REQUIRED ACTION - Give again only those lines from the start of the entries through the line holding "fn default_query(self) ->", leaving them as they are.

(Stored items)
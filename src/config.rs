use anyhow::{Context, Result};
use log::LevelFilter;
use serde::Deserialize;
use std::fs;
use std::path::{Path, PathBuf};
use std::time::Duration;

use crate::backend::mangadex::{
    DEFAULT_API_BASE, DEFAULT_SITE_BASE, DEFAULT_UPLOADS_BASE, MangaQuery, OrderDirection,
    OrderField, PageQuality,
};
use crate::cli::Cli;
use crate::ui::theme::ThemeName;

const APP_DIR: &str = "mangaview";
const CONFIG_FILE: &str = "config.toml";

/// The five listing regions of the home screen.
#[derive(Debug, Clone, Copy, PartialEq, Eq, Hash)]
pub enum SectionKind {
    Featured,
    PopularToday,
    Latest,
    Popular,
    Ranking,
}

impl SectionKind {
    pub const ALL: [SectionKind; 5] = [
        SectionKind::Featured,
        SectionKind::PopularToday,
        SectionKind::Latest,
        SectionKind::Popular,
        SectionKind::Ranking,
    ];

    pub fn title(self) -> &'static str {
        match self {
            SectionKind::Featured => "Featured",
            SectionKind::PopularToday => "Popular Today",
            SectionKind::Latest => "Latest Updates",
            SectionKind::Popular => "Popular",
            SectionKind::Ranking => "Ranking",
        }
    }

    fn default_query(self) -> MangaQuery {
        let (limit, field) = match self {
            SectionKind::Featured => (6, OrderField::Follows),
            SectionKind::PopularToday => (8, OrderField::UpdatedAt),
            SectionKind::Latest => (18, OrderField::CreatedAt),
            SectionKind::Popular => (8, OrderField::Follows),
            SectionKind::Ranking => (10, OrderField::Follows),
        };
        MangaQuery::ordered(limit, field, OrderDirection::Desc)
    }
}

/// Per-section overrides; unset keys keep the section's defaults.
#[derive(Debug, Clone, Default, PartialEq, Deserialize)]
#[serde(default, deny_unknown_fields)]
pub struct SectionConfig {
    pub limit: Option<u32>,
    pub order: Option<OrderField>,
    pub direction: Option<OrderDirection>,
    pub status: Vec<String>,
}

#[derive(Debug, Clone, Default, PartialEq, Deserialize)]
#[serde(default, deny_unknown_fields)]
pub struct SectionsConfig {
    pub featured: SectionConfig,
    pub popular_today: SectionConfig,
    pub latest: SectionConfig,
    pub popular: SectionConfig,
    pub ranking: SectionConfig,
}

#[derive(Debug, Clone, PartialEq, Deserialize)]
#[serde(default, deny_unknown_fields)]
pub struct Config {
    pub api_base: String,
    pub uploads_base: String,
    pub site_base: String,
    pub language: String,
    pub chapter_limit: u32,
    pub search_limit: u32,
    pub data_saver: bool,
    pub page_server_ttl_secs: u64,
    pub carousel_interval_secs: u64,
    pub theme: ThemeName,
    pub log_level: String,
    pub log_file: Option<PathBuf>,
    pub data_dir: Option<PathBuf>,
    pub sections: SectionsConfig,
}

impl Default for Config {
    fn default() -> Self {
        Self {
            api_base: DEFAULT_API_BASE.to_string(),
            uploads_base: DEFAULT_UPLOADS_BASE.to_string(),
            site_base: DEFAULT_SITE_BASE.to_string(),
            language: "en".to_string(),
            chapter_limit: 500,
            search_limit: 24,
            data_saver: false,
            page_server_ttl_secs: 300,
            carousel_interval_secs: 6,
            theme: ThemeName::Dark,
            log_level: "info".to_string(),
            log_file: None,
            data_dir: None,
            sections: SectionsConfig::default(),
        }
    }
}

fn default_config_path() -> Option<PathBuf> {
    dirs::config_dir().map(|dir| dir.join(APP_DIR).join(CONFIG_FILE))
}

impl Config {
    pub fn from_toml(content: &str) -> Result<Self> {
        toml::from_str(content).context("invalid config")
    }

    /// Reads the config at `path`, or the default location when it exists.
    /// An explicitly given path must exist.
    pub fn load(path: Option<&Path>) -> Result<Self> {
        let path = match path {
            Some(path) => path.to_path_buf(),
            None => match default_config_path() {
                Some(path) if path.exists() => path,
                _ => return Ok(Self::default()),
            },
        };
        let content = fs::read_to_string(&path)
            .with_context(|| format!("reading config {}", path.display()))?;
        Self::from_toml(&content).with_context(|| format!("parsing config {}", path.display()))
    }

    pub fn apply_cli(&mut self, cli: &Cli) {
        if let Some(language) = &cli.language {
            self.language = language.clone();
        }
        if cli.data_saver {
            self.data_saver = true;
        }
        if let Some(log_file) = &cli.log_file {
            self.log_file = Some(log_file.clone());
        }
    }

    pub fn page_quality(&self) -> PageQuality {
        if self.data_saver {
            PageQuality::DataSaver
        } else {
            PageQuality::Data
        }
    }

    pub fn page_server_ttl(&self) -> Duration {
        Duration::from_secs(self.page_server_ttl_secs)
    }

    pub fn carousel_interval(&self) -> Duration {
        Duration::from_secs(self.carousel_interval_secs.max(1))
    }

    pub fn log_filter(&self) -> LevelFilter {
        self.log_level.parse().unwrap_or(LevelFilter::Info)
    }

    pub fn data_dir(&self) -> PathBuf {
        self.data_dir.clone().unwrap_or_else(|| {
            dirs::data_dir()
                .unwrap_or_else(|| PathBuf::from("."))
                .join(APP_DIR)
        })
    }

    pub fn log_path(&self) -> PathBuf {
        self.log_file.clone().unwrap_or_else(|| {
            dirs::cache_dir()
                .unwrap_or_else(|| PathBuf::from("."))
                .join(APP_DIR)
                .join("mangaview.log")
        })
    }

    fn section_overrides(&self, kind: SectionKind) -> &SectionConfig {
        match kind {
            SectionKind::Featured => &self.sections.featured,
            SectionKind::PopularToday => &self.sections.popular_today,
            SectionKind::Latest => &self.sections.latest,
            SectionKind::Popular => &self.sections.popular,
            SectionKind::Ranking => &self.sections.ranking,
        }
    }

    pub fn section_query(&self, kind: SectionKind) -> MangaQuery {
        let overrides = self.section_overrides(kind);
        let mut query = kind.default_query();
        if let Some(limit) = overrides.limit {
            query.limit = limit;
        }
        if let Some((field, direction)) = query.order.as_mut() {
            if let Some(order) = overrides.order {
                *field = order;
            }
            if let Some(dir) = overrides.direction {
                *direction = dir;
            }
        }
        query.status = overrides.status.clone();
        query
    }

    pub fn search_query(&self, title: &str) -> MangaQuery {
        MangaQuery::search(title, self.search_limit)
    }
}

#[cfg(test)]
mod tests {
    use super::*;

    #[test]
    fn empty_file_is_all_defaults() {
        assert_eq!(Config::from_toml("").unwrap(), Config::default());
    }

    #[test]
    fn partial_file_keeps_other_defaults() {
        let config = Config::from_toml(
            r#"
            language = "es"
            data_saver = true
            theme = "light"

            [sections.latest]
            limit = 30
            status = ["ongoing"]
            "#,
        )
        .unwrap();

        assert_eq!(config.language, "es");
        assert_eq!(config.page_quality(), PageQuality::DataSaver);
        assert_eq!(config.theme, ThemeName::Light);
        assert_eq!(config.chapter_limit, 500);

        let latest = config.section_query(SectionKind::Latest);
        assert_eq!(
            latest.to_query_string(),
            "limit=30&order[createdAt]=desc&status[]=ongoing&includes[]=cover_art"
        );
        let ranking = config.section_query(SectionKind::Ranking);
        assert_eq!(
            ranking.to_query_string(),
            "limit=10&order[follows]=desc&includes[]=cover_art"
        );
    }

    #[test]
    fn section_order_can_be_overridden() {
        let config = Config::from_toml(
            r#"
            [sections.popular_today]
            order = "latestUploadedChapter"
            direction = "asc"
            "#,
        )
        .unwrap();
        assert_eq!(
            config.section_query(SectionKind::PopularToday).order,
            Some((OrderField::LatestUploadedChapter, OrderDirection::Asc))
        );
    }

    #[test]
    fn unknown_keys_are_rejected() {
        assert!(Config::from_toml("colour = \"blue\"").is_err());
    }

    #[test]
    fn cli_flags_override_file_values() {
        let mut config = Config::default();
        let cli = Cli {
            language: Some("fr".to_string()),
            data_saver: true,
            log_file: Some(PathBuf::from("/tmp/mv.log")),
            ..Cli::default()
        };
        config.apply_cli(&cli);

        assert_eq!(config.language, "fr");
        assert!(config.data_saver);
        assert_eq!(config.log_path(), PathBuf::from("/tmp/mv.log"));
    }

    #[test]
    fn explicit_missing_config_is_an_error() {
        let dir = tempfile::tempdir().unwrap();
        assert!(Config::load(Some(&dir.path().join("absent.toml"))).is_err());

        let path = dir.path().join("config.toml");
        fs::write(&path, "search_limit = 12").unwrap();
        assert_eq!(Config::load(Some(&path)).unwrap().search_limit, 12);
    }
}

RESPONSE TO THIS EXERCISE -
filename src/config.rs
use anyhow::{Context, Result};
use log::LevelFilter;
use serde::Deserialize;
use std::fs;
use std::path::{Path, PathBuf};
use std::time::Duration;

use crate::backend::mangadex::{
    DEFAULT_API_BASE, DEFAULT_SITE_BASE, DEFAULT_UPLOADS_BASE, MangaQuery, OrderDirection,
    OrderField, PageQuality,
};
use crate::cli::Cli;
use crate::ui::theme::ThemeName;

const APP_DIR: &str = "mangaview";
const CONFIG_FILE: &str = "config.toml";

/// The five listing regions of the home screen.
#[derive(Debug, Clone, Copy, PartialEq, Eq, Hash)]
pub enum SectionKind {
    Featured,
    PopularToday,
    Latest,
    Popular,
    Ranking,
}

impl SectionKind {
    pub const ALL: [SectionKind; 5] = [
        SectionKind::Featured,
        SectionKind::PopularToday,
        SectionKind::Latest,
        SectionKind::Popular,
        SectionKind::Ranking,
    ];

    pub fn title(self) -> &'static str {
        match self {
            SectionKind::Featured => "Featured",
            SectionKind::PopularToday => "Popular Today",
            SectionKind::Latest => "Latest Updates",
            SectionKind::Popular => "Popular",
            SectionKind::Ranking => "Ranking",
        }
    }

    fn default_query(self) -> MangaQuery {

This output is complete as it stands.